## [Source material]
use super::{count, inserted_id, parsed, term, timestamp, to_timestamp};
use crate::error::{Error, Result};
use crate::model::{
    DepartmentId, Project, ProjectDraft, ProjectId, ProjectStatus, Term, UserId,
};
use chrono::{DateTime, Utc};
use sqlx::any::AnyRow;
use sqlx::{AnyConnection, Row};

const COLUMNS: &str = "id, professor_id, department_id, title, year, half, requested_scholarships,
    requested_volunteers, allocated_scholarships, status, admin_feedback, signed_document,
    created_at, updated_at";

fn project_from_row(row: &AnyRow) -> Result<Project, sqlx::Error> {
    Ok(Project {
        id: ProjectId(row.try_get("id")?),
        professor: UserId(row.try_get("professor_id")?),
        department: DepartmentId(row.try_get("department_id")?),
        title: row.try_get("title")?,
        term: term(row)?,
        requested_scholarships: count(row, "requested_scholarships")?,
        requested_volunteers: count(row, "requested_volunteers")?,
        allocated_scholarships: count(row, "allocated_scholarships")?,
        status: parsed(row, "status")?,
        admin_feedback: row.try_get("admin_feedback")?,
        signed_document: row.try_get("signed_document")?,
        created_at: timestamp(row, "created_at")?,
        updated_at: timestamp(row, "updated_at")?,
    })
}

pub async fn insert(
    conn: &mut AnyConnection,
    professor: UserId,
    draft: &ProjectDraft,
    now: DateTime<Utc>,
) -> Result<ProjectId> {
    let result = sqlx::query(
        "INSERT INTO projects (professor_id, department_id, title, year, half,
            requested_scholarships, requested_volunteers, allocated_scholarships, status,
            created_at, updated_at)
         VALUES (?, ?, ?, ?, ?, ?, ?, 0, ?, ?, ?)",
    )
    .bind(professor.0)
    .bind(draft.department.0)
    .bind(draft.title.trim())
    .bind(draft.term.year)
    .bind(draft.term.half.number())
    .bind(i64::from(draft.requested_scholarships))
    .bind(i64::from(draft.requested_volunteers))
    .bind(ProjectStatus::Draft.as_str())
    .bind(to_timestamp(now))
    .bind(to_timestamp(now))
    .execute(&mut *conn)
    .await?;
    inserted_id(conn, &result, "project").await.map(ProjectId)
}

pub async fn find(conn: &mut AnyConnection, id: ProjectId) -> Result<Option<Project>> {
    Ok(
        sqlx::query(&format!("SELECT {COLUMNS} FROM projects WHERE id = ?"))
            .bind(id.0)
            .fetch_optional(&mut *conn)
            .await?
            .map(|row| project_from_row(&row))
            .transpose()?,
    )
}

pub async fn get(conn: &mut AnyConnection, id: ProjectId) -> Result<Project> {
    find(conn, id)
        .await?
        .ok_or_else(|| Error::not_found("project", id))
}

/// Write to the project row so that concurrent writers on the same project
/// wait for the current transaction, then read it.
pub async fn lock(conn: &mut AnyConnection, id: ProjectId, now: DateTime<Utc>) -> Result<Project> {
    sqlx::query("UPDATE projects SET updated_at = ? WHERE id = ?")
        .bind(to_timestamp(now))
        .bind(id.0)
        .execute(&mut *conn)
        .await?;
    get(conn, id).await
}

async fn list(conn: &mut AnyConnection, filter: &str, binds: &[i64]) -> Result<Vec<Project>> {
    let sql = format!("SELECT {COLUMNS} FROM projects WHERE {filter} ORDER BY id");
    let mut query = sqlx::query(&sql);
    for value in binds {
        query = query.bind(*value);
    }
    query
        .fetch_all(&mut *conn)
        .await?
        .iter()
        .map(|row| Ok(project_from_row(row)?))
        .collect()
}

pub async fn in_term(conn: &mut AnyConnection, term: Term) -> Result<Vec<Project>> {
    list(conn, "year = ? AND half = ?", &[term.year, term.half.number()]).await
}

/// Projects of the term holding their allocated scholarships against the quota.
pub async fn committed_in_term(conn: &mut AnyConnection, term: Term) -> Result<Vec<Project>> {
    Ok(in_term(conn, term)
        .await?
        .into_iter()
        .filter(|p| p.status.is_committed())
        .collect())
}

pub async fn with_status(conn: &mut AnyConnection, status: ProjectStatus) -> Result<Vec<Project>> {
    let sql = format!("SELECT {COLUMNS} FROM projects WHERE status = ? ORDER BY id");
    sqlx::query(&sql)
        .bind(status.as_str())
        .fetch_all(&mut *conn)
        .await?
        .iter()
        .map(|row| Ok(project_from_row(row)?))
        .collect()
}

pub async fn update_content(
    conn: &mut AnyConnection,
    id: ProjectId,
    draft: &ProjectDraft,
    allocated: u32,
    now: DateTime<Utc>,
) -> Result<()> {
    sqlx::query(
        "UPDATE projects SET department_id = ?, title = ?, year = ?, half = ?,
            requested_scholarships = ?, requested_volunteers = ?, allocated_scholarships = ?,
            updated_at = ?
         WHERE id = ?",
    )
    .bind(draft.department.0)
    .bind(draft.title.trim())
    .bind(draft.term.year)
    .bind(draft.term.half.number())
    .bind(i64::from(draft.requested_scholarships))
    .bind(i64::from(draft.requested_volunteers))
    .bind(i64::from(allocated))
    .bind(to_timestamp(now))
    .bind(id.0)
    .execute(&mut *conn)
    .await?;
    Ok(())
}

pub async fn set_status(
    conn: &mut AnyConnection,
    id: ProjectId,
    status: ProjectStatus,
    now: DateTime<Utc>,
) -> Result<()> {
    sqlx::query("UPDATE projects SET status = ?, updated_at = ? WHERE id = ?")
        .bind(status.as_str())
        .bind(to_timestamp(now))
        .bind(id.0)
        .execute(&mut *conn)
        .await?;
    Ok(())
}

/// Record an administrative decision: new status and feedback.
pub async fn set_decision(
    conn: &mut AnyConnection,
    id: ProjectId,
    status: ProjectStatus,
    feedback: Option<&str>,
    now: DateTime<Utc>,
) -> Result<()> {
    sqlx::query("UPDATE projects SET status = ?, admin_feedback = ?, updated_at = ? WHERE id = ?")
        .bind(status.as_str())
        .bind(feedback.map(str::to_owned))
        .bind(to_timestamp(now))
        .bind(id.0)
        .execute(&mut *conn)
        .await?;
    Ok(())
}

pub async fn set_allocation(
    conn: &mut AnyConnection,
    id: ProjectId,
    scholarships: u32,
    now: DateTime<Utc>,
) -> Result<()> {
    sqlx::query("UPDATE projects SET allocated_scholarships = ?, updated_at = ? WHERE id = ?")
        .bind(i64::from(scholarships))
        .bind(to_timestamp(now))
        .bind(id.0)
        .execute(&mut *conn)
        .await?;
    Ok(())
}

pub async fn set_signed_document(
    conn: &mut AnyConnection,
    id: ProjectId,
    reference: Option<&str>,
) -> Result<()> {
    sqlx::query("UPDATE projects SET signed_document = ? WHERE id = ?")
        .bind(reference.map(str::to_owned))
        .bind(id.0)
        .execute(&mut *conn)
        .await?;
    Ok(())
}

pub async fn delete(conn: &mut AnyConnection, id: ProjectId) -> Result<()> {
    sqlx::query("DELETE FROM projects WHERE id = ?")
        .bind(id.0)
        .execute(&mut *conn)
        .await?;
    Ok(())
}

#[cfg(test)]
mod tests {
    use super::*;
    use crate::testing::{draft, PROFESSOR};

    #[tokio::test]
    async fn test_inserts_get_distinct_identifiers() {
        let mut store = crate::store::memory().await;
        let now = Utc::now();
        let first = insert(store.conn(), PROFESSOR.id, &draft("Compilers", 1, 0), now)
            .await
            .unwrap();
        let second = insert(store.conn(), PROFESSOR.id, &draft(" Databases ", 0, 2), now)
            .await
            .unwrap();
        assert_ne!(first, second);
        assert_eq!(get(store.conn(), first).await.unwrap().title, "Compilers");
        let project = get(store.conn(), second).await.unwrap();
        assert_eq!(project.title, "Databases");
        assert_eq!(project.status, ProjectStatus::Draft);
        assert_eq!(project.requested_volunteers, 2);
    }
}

## [Task directions]
For the material above, the answer must be only the number of lines holding the word "Databases".

## [Result for this exercise]
2